- [Stored data]
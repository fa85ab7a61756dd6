#![forbid(unsafe_code)]

use fz_core::{
    contiguous_strides, storage_nbytes_contiguous, DType, DenseTensor, Device, FunctionalError,
    FunctionalTensor, MemoryFormat, ViewMeta,
};
use fz_dispatch::{
    functionalize_included, ArgKind, ArgSpec, BoxedStack, DispatchError, InterceptFn, OpId,
    OpRegistry, OpSchema, SkipFunctionalizeGuard, TensorValue, Value,
};
use fz_kernel_cpu as kernels;
use fz_runtime::{EvidenceKind, RuntimeContext};

pub const OP_RESIZE: OpId = OpId::new("resize");
pub const OP_LIFT: OpId = OpId::new("lift");
pub const OP_TO_COPY: OpId = OpId::new("to_copy");
pub const OP_ADD: OpId = OpId::new("add");
pub const OP_MUL: OpId = OpId::new("mul");
pub const OP_FILL: OpId = OpId::new("fill");
pub const OP_FULL: OpId = OpId::new("full");

/// A target device opts into functional semantics when it is one of the
/// lazy/graph execution kinds. An absent target means the output stays on
/// the source device.
#[must_use]
pub fn device_opted_into_functionalization(
    self_device: Device,
    target_device: Option<Device>,
) -> bool {
    matches!(
        target_device.unwrap_or(self_device),
        Device::Xla | Device::Lazy
    )
}

fn size_from_i64(values: &[i64]) -> Result<Vec<usize>, DispatchError> {
    values
        .iter()
        .map(|value| {
            usize::try_from(*value).map_err(|_| DispatchError::ContractViolation {
                reason: format!("negative dimension {value} in size argument"),
            })
        })
        .collect()
}

fn expect_tensor(stack: &BoxedStack, index: usize) -> Result<TensorValue, DispatchError> {
    match stack.slot(index)? {
        Value::Tensor(tensor) => Ok(tensor.clone()),
        _ => Err(DispatchError::SlotKindMismatch {
            slot: index,
            expected: "tensor",
        }),
    }
}

fn expect_int_list(stack: &BoxedStack, index: usize) -> Result<Vec<i64>, DispatchError> {
    match stack.slot(index)? {
        Value::IntList(values) => Ok(values.clone()),
        _ => Err(DispatchError::SlotKindMismatch {
            slot: index,
            expected: "int list",
        }),
    }
}

fn expect_memory_format(
    stack: &BoxedStack,
    index: usize,
) -> Result<Option<MemoryFormat>, DispatchError> {
    match stack.slot(index)? {
        Value::MemoryFormatOpt(format) => Ok(*format),
        Value::None => Ok(None),
        _ => Err(DispatchError::SlotKindMismatch {
            slot: index,
            expected: "memory format",
        }),
    }
}

fn expect_device_opt(stack: &BoxedStack, index: usize) -> Result<Option<Device>, DispatchError> {
    match stack.slot(index)? {
        Value::DeviceOpt(device) => Ok(*device),
        Value::None => Ok(None),
        _ => Err(DispatchError::SlotKindMismatch {
            slot: index,
            expected: "device",
        }),
    }
}

fn pop_dense(stack: &mut BoxedStack) -> Result<DenseTensor, DispatchError> {
    let index = stack.len().saturating_sub(1);
    match stack.pop()? {
        Value::Tensor(TensorValue::Dense(tensor)) => Ok(tensor),
        _ => Err(DispatchError::SlotKindMismatch {
            slot: index,
            expected: "dense tensor",
        }),
    }
}

/// Register the physical operations this layer intercepts, plus the
/// alias-free math and factory ops exercised through the fallback.
pub fn register_default_ops(registry: &mut OpRegistry) -> Result<(), DispatchError> {
    registry.register_op(
        OpSchema::new(
            "add",
            vec![
                ArgSpec::plain("lhs", ArgKind::Tensor),
                ArgSpec::plain("rhs", ArgKind::Tensor),
            ],
            vec![ArgKind::Tensor],
        ),
        Box::new(|stack| {
            let rhs = pop_dense(stack)?;
            let lhs = pop_dense(stack)?;
            let out = kernels::add(&lhs, &rhs)?;
            stack.push(Value::Tensor(TensorValue::Dense(out)));
            Ok(())
        }),
    )?;

    registry.register_op(
        OpSchema::new(
            "mul",
            vec![
                ArgSpec::plain("lhs", ArgKind::Tensor),
                ArgSpec::plain("rhs", ArgKind::Tensor),
            ],
            vec![ArgKind::Tensor],
        ),
        Box::new(|stack| {
            let rhs = pop_dense(stack)?;
            let lhs = pop_dense(stack)?;
            let out = kernels::mul(&lhs, &rhs)?;
            stack.push(Value::Tensor(TensorValue::Dense(out)));
            Ok(())
        }),
    )?;

    registry.register_op(
        OpSchema::new(
            "fill",
            vec![
                ArgSpec::plain("self", ArgKind::Tensor),
                ArgSpec::plain("value", ArgKind::Other),
            ],
            vec![ArgKind::Tensor],
        ),
        Box::new(|stack| {
            let value = match stack.pop()? {
                Value::Float(value) => value,
                _ => {
                    return Err(DispatchError::SlotKindMismatch {
                        slot: 1,
                        expected: "float",
                    })
                }
            };
            let tensor = pop_dense(stack)?;
            let out = kernels::fill(&tensor, value)?;
            stack.push(Value::Tensor(TensorValue::Dense(out)));
            Ok(())
        }),
    )?;

    registry.register_op(
        OpSchema::new(
            "full",
            vec![
                ArgSpec::plain("size", ArgKind::Other),
                ArgSpec::plain("fill_value", ArgKind::Other),
                ArgSpec::plain("dtype", ArgKind::Other),
                ArgSpec::plain("device", ArgKind::Other),
            ],
            vec![ArgKind::Tensor],
        ),
        Box::new(|stack| {
            let device = match stack.pop()? {
                Value::DeviceOpt(device) => device,
                Value::None => None,
                _ => {
                    return Err(DispatchError::SlotKindMismatch {
                        slot: 3,
                        expected: "device",
                    })
                }
            };
            let dtype = match stack.pop()? {
                Value::DTypeOpt(dtype) => dtype,
                Value::None => None,
                _ => {
                    return Err(DispatchError::SlotKindMismatch {
                        slot: 2,
                        expected: "dtype",
                    })
                }
            };
            let fill_value = match stack.pop()? {
                Value::Float(value) => value,
                _ => {
                    return Err(DispatchError::SlotKindMismatch {
                        slot: 1,
                        expected: "float",
                    })
                }
            };
            let size = match stack.pop()? {
                Value::IntList(values) => size_from_i64(&values)?,
                _ => {
                    return Err(DispatchError::SlotKindMismatch {
                        slot: 0,
                        expected: "int list",
                    })
                }
            };
            let out = kernels::full(
                size,
                fill_value,
                dtype.unwrap_or(DType::F64),
                device.unwrap_or(Device::Cpu),
            )?;
            stack.push(Value::Tensor(TensorValue::Dense(out)));
            Ok(())
        }),
    )?;

    // resize declares a write alias on self: it must never reach the
    // generic fallback, only its dedicated handler or the physical kernel.
    registry.register_op(
        OpSchema::new(
            "resize",
            vec![
                ArgSpec::aliased("self", ArgKind::Tensor, true),
                ArgSpec::plain("size", ArgKind::Other),
                ArgSpec::plain("memory_format", ArgKind::Other),
            ],
            vec![ArgKind::Tensor],
        ),
        Box::new(|stack| {
            let memory_format = match stack.pop()? {
                Value::MemoryFormatOpt(format) => format,
                Value::None => None,
                _ => {
                    return Err(DispatchError::SlotKindMismatch {
                        slot: 2,
                        expected: "memory format",
                    })
                }
            };
            let size = match stack.pop()? {
                Value::IntList(values) => size_from_i64(&values)?,
                _ => {
                    return Err(DispatchError::SlotKindMismatch {
                        slot: 1,
                        expected: "int list",
                    })
                }
            };
            let mut tensor = pop_dense(stack)?;
            kernels::resize_in_place(&mut tensor, &size, memory_format)?;
            stack.push(Value::Tensor(TensorValue::Dense(tensor)));
            Ok(())
        }),
    )?;

    registry.register_op(
        OpSchema::new(
            "lift",
            vec![ArgSpec::plain("self", ArgKind::Tensor)],
            vec![ArgKind::Tensor],
        ),
        Box::new(|stack| {
            let tensor = pop_dense(stack)?;
            stack.push(Value::Tensor(TensorValue::Dense(tensor)));
            Ok(())
        }),
    )?;

    registry.register_op(
        OpSchema::new(
            "to_copy",
            vec![
                ArgSpec::plain("self", ArgKind::Tensor),
                ArgSpec::plain("dtype", ArgKind::Other),
                ArgSpec::plain("layout", ArgKind::Other),
                ArgSpec::plain("device", ArgKind::Other),
                ArgSpec::plain("pin_memory", ArgKind::Other),
                ArgSpec::plain("non_blocking", ArgKind::Other),
                ArgSpec::plain("memory_format", ArgKind::Other),
            ],
            vec![ArgKind::Tensor],
        ),
        Box::new(|stack| {
            let memory_format = match stack.pop()? {
                Value::MemoryFormatOpt(format) => format,
                Value::None => None,
                _ => {
                    return Err(DispatchError::SlotKindMismatch {
                        slot: 6,
                        expected: "memory format",
                    })
                }
            };
            let non_blocking = match stack.pop()? {
                Value::Bool(flag) => flag,
                _ => {
                    return Err(DispatchError::SlotKindMismatch {
                        slot: 5,
                        expected: "bool",
                    })
                }
            };
            let pin_memory = match stack.pop()? {
                Value::BoolOpt(flag) => flag,
                Value::None => None,
                _ => {
                    return Err(DispatchError::SlotKindMismatch {
                        slot: 4,
                        expected: "bool",
                    })
                }
            };
            let device = match stack.pop()? {
                Value::DeviceOpt(device) => device,
                Value::None => None,
                _ => {
                    return Err(DispatchError::SlotKindMismatch {
                        slot: 3,
                        expected: "device",
                    })
                }
            };
            let _layout = stack.pop()?;
            let dtype = match stack.pop()? {
                Value::DTypeOpt(dtype) => dtype,
                Value::None => None,
                _ => {
                    return Err(DispatchError::SlotKindMismatch {
                        slot: 1,
                        expected: "dtype",
                    })
                }
            };
            let tensor = pop_dense(stack)?;
            let out = kernels::to_copy(
                &tensor,
                dtype,
                device,
                pin_memory,
                non_blocking,
                memory_format,
            )?;
            stack.push(Value::Tensor(TensorValue::Dense(out)));
            Ok(())
        }),
    )?;

    Ok(())
}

- [What you should do] Scan the listing for the string "flag" and copy every line that carries it.

- [Result for this exercise]
                Value::Bool(flag) => flag,
                Value::BoolOpt(flag) => flag,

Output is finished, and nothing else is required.